"""
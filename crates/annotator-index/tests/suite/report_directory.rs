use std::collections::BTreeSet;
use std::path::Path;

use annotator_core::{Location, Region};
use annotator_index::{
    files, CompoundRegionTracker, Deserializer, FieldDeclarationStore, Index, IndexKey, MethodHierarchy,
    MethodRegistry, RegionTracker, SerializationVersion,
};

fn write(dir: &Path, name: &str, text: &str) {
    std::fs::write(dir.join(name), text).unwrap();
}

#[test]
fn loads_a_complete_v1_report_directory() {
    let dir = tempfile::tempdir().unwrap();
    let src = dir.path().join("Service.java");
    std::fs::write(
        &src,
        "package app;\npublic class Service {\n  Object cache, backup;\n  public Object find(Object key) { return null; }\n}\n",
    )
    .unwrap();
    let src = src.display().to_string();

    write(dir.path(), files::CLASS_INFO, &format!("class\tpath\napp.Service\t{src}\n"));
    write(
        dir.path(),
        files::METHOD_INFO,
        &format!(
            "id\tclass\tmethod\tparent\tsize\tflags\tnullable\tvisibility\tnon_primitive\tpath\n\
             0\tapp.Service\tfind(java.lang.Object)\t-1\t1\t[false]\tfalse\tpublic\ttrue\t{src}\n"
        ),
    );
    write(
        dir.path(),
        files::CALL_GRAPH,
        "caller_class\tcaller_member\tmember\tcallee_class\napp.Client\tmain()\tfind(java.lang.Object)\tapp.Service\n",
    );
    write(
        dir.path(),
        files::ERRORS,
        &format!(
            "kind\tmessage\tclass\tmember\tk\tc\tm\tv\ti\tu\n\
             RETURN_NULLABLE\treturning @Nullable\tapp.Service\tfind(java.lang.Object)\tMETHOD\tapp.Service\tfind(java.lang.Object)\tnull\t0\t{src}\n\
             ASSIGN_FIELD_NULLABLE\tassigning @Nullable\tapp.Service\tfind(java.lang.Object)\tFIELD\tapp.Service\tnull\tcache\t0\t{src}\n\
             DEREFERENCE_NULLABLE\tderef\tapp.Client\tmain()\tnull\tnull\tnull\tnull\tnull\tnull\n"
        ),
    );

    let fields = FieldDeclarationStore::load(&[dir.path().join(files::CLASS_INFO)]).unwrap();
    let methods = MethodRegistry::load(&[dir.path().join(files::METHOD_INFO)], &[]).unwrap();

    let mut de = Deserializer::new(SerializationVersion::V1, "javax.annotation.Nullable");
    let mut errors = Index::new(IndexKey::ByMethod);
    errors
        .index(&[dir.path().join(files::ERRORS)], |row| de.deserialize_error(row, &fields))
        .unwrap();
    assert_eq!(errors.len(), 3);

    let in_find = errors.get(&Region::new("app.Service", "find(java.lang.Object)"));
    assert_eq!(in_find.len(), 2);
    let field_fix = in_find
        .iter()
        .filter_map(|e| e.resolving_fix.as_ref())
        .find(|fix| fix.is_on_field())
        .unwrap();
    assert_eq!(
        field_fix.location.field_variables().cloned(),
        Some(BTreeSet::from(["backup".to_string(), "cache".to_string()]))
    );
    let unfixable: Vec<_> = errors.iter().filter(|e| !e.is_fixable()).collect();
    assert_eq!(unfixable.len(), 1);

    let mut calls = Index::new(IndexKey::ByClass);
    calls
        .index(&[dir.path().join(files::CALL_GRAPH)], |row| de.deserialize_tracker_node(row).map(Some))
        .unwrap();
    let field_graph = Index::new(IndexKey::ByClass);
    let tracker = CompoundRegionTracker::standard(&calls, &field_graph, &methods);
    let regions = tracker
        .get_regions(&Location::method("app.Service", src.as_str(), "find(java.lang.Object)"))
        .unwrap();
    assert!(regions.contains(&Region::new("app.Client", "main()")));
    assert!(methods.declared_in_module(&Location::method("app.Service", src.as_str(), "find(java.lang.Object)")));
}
"""
**Problem to solve**
Every line that holds the word "FieldDeclarationStore" should be copied from the listing.

**Task answer**
    files, CompoundRegionTracker, Deserializer, FieldDeclarationStore, Index, IndexKey, MethodHierarchy,
    let fields = FieldDeclarationStore::load(&[dir.path().join(files::CLASS_INFO)]).unwrap();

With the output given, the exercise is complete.